HMGB1/RAGE Signaling Regulates Th17/IL-17 and Its Role in Bronchial Epithelial-Mesenchymal Transformation.

Abstract

Airway remodeling is one of the reasons for severe steroidresistant asthma related to HMGB1/RAGE signaling or Th17 immunity. Our study aims to investigate the relationship between the HMGB1/RAGE signaling and the Th17/IL-17 signaling in epithelial-mesenchymal transformation (EMT) of airway remodeling. CD4+ T lymphocytes were collected from C57 mice. CD4+ T cell and Th17 cell ratio was analyzed by flow cytometry. IL-17 level was detected by ELISA. The Ecadherin and α-SMA were analyzed by RT-qPCR and immunohistochemistry. The Ecadherin, α-SMA, and p-Smad3 expression were analyzed by western blot.
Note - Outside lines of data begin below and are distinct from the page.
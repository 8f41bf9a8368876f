//! Server-Konfiguration
//!
//! Wird beim Start aus einer TOML-Datei geladen. Alle Felder haben
//! sinnvolle Standardwerte, sodass der Server ohne Konfigurationsdatei
//! lauffaehig ist. Einige Werte lassen sich zusaetzlich per
//! Umgebungsvariable ueberschreiben:
//!
//! - `LOBBY_MODERATOR_NAME`
//! - `LOBBY_GROUP_NAME`
//! - `LOBBY_GROUP_AVATAR_URL`
//! - `LOBBY_DATABASE_URL`

use std::net::SocketAddr;

use anyhow::Context;
use lobby_db::DatabaseConfig;
use lobby_signaling::{PresenceConfig, SignalingConfig};
use serde::{Deserialize, Serialize};

/// Vollstaendige Server-Konfiguration
#[derive(Debug, Clone, Default, Serialize, Deserialize)]
#[serde(default)]
pub struct ServerConfig {
    /// Allgemeine Server-Einstellungen
    pub server: ServerEinstellungen,
    /// Netzwerk-Einstellungen
    pub netzwerk: NetzwerkEinstellungen,
    /// Chat- und Presence-Einstellungen
    pub chat: ChatEinstellungen,
    /// Datenbank-Einstellungen
    pub datenbank: DatenbankEinstellungen,
    /// Logging-Einstellungen
    pub logging: LoggingEinstellungen,
}

/// Allgemeine Server-Einstellungen
#[derive(Debug, Clone, Serialize, Deserialize)]
#[serde(default)]
pub struct ServerEinstellungen {
    /// Anzeigename des Servers
    pub name: String,
    /// Maximale Anzahl gleichzeitiger Clients
    pub max_clients: u32,
}

impl Default for ServerEinstellungen {
    fn default() -> Self {
        Self {
            name: "Lobby Server".into(),
            max_clients: 512,
        }
    }
}

/// Netzwerk-Einstellungen
#[derive(Debug, Clone, Serialize, Deserialize)]
#[serde(default)]
pub struct NetzwerkEinstellungen {
    /// Bind-Adresse fuer TCP und REST
    pub bind_adresse: String,
    /// Port fuer das Control-Protokoll
    pub tcp_port: u16,
    /// Port fuer die REST-API
    pub api_port: u16,
    /// Server-Ping-Intervall in Sekunden
    pub keepalive_sek: u64,
    /// Inaktive Verbindungen werden nach dieser Zeit getrennt
    pub verbindungs_timeout_sek: u64,
    /// CORS-Origins fuer REST (leer = alle erlaubt)
    pub cors_origins: Vec<String>,
}

impl Default for NetzwerkEinstellungen {
    fn default() -> Self {
        Self {
            bind_adresse: "0.0.0.0".into(),
            tcp_port: 9987,
            api_port: 10080,
            keepalive_sek: 30,
            verbindungs_timeout_sek: 90,
            cors_origins: vec![],
        }
    }
}

/// Chat- und Presence-Einstellungen
#[derive(Debug, Clone, Serialize, Deserialize)]
#[serde(default)]
pub struct ChatEinstellungen {
    /// Reservierter Moderator-Name
    pub moderator_name: String,
    /// Startname der Gruppe
    pub gruppenname: String,
    /// Start-Avatar der Gruppe (leer = keiner)
    pub gruppen_avatar_url: String,
    /// Anzahl Nachrichten im Verlauf fuer Beitretende
    pub verlauf_limit: i64,
    pub max_name_laenge: usize,
    pub max_gruppenname_laenge: usize,
    pub max_avatar_laenge: usize,
    pub max_suffix: u32,
}

impl Default for ChatEinstellungen {
    fn default() -> Self {
        let p = PresenceConfig::default();
        Self {
            moderator_name: p.moderator_name,
            gruppenname: p.gruppenname,
            gruppen_avatar_url: p.gruppen_avatar_url,
            verlauf_limit: p.verlauf_limit,
            max_name_laenge: p.max_name_laenge,
            max_gruppenname_laenge: p.max_gruppenname_laenge,
            max_avatar_laenge: p.max_avatar_laenge,
            max_suffix: p.max_suffix,
        }
    }
}

/// Datenbank-Einstellungen
#[derive(Debug, Clone, Serialize, Deserialize)]
#[serde(default)]
pub struct DatenbankEinstellungen {
    /// Verbindungs-URL
    pub url: String,
    /// Maximale Verbindungspool-Groesse
    pub max_verbindungen: u32,
    /// WAL-Modus fuer SQLite
    pub sqlite_wal: bool,
}

impl Default for DatenbankEinstellungen {
    fn default() -> Self {
        let d = DatabaseConfig::default();
        Self {
            url: d.url,
            max_verbindungen: d.max_verbindungen,
            sqlite_wal: d.sqlite_wal,
        }
    }
}

/// Logging-Einstellungen
#[derive(Debug, Clone, Serialize, Deserialize)]
#[serde(default)]
pub struct LoggingEinstellungen {
    /// Log-Level: "trace", "debug", "info", "warn", "error"
    pub level: String,
    /// Format: "json" oder "text"
    pub format: String,
}

impl Default for LoggingEinstellungen {
    fn default() -> Self {
        Self {
            level: "info".into(),
            format: "text".into(),
        }
    }
}

impl ServerConfig {
    /// Laedt die Konfiguration aus einer TOML-Datei und wendet danach die
    /// Umgebungsvariablen an.
    /// Fehlt die Datei, wird die Standardkonfiguration verwendet.
    pub fn laden(pfad: &str) -> anyhow::Result<Self> {
        let mut config = match std::fs::read_to_string(pfad) {
            Ok(inhalt) => toml::from_str::<Self>(&inhalt)
                .map_err(|e| anyhow::anyhow!("Konfigurationsfehler in '{pfad}': {e}"))?,
            Err(e) if e.kind() == std::io::ErrorKind::NotFound => {
                tracing::warn!(
                    pfad = pfad,
                    "Konfigurationsdatei nicht gefunden, verwende Standardwerte"
                );
                Self::default()
            }
            Err(e) => {
                return Err(anyhow::anyhow!(
                    "Konfigurationsdatei '{pfad}' nicht lesbar: {e}"
                ))
            }
        };

        config.umgebung_anwenden(|name| std::env::var(name).ok());
        Ok(config)
    }

    /// Ueberschreibt Werte aus der Umgebung; `lookup` liefert den Wert
    /// einer Variable oder `None`
    pub fn umgebung_anwenden(&mut self, lookup: impl Fn(&str) -> Option<String>) {
        if let Some(wert) = lookup("LOBBY_MODERATOR_NAME") {
            self.chat.moderator_name = wert;
        }
        if let Some(wert) = lookup("LOBBY_GROUP_NAME") {
            self.chat.gruppenname = wert;
        }
        if let Some(wert) = lookup("LOBBY_GROUP_AVATAR_URL") {
            self.chat.gruppen_avatar_url = wert;
        }
        if let Some(wert) = lookup("LOBBY_DATABASE_URL") {
            self.datenbank.url = wert;
        }
    }

    /// Bind-Adresse fuer das Control-Protokoll
    pub fn tcp_bind_adresse(&self) -> anyhow::Result<SocketAddr> {
        adresse_parsen(&self.netzwerk.bind_adresse, self.netzwerk.tcp_port)
    }

    /// Bind-Adresse fuer die REST-API
    pub fn api_bind_adresse(&self) -> anyhow::Result<SocketAddr> {
        adresse_parsen(&self.netzwerk.bind_adresse, self.netzwerk.api_port)
    }

    pub fn presence_config(&self) -> PresenceConfig {
        PresenceConfig {
            moderator_name: self.chat.moderator_name.clone(),
            gruppenname: self.chat.gruppenname.clone(),
            gruppen_avatar_url: self.chat.gruppen_avatar_url.clone(),
            max_name_laenge: self.chat.max_name_laenge,
            max_gruppenname_laenge: self.chat.max_gruppenname_laenge,
            max_avatar_laenge: self.chat.max_avatar_laenge,
            verlauf_limit: self.chat.verlauf_limit,
            max_suffix: self.chat.max_suffix,
        }
    }

    pub fn signaling_config(&self) -> SignalingConfig {
        SignalingConfig {
            max_clients: self.server.max_clients,
            keepalive_sek: self.netzwerk.keepalive_sek,
            verbindungs_timeout_sek: self.netzwerk.verbindungs_timeout_sek,
        }
    }

    pub fn datenbank_config(&self) -> DatabaseConfig {
        DatabaseConfig {
            url: self.datenbank.url.clone(),
            max_verbindungen: self.datenbank.max_verbindungen,
            sqlite_wal: self.datenbank.sqlite_wal,
        }
    }
}

fn adresse_parsen(host: &str, port: u16) -> anyhow::Result<SocketAddr> {
    format!("{host}:{port}")
        .parse()
        .with_context(|| format!("Ungueltige Bind-Adresse '{host}:{port}'"))
}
The HMGB1/RAGE signaling promoted the differentiation and maturation of Th17 cells in a dose-dependent manner in vitro. The HMGB1/RAGE signaling also promoted the occurrence of bronchial EMT. The EMT of bronchial epithelial cells was promoted by Th17/IL-17 and the HMGB1 treatment in a synergic manner. Silencing of RAGE reduced the signaling transduction of HMGB1 and progression of bronchial EMT. HMGB1/RAGE signaling synergistically enhanced TGF-β1-induced bronchial EMT by promoting the differentiation of Th17 cells and the secretion of IL-17.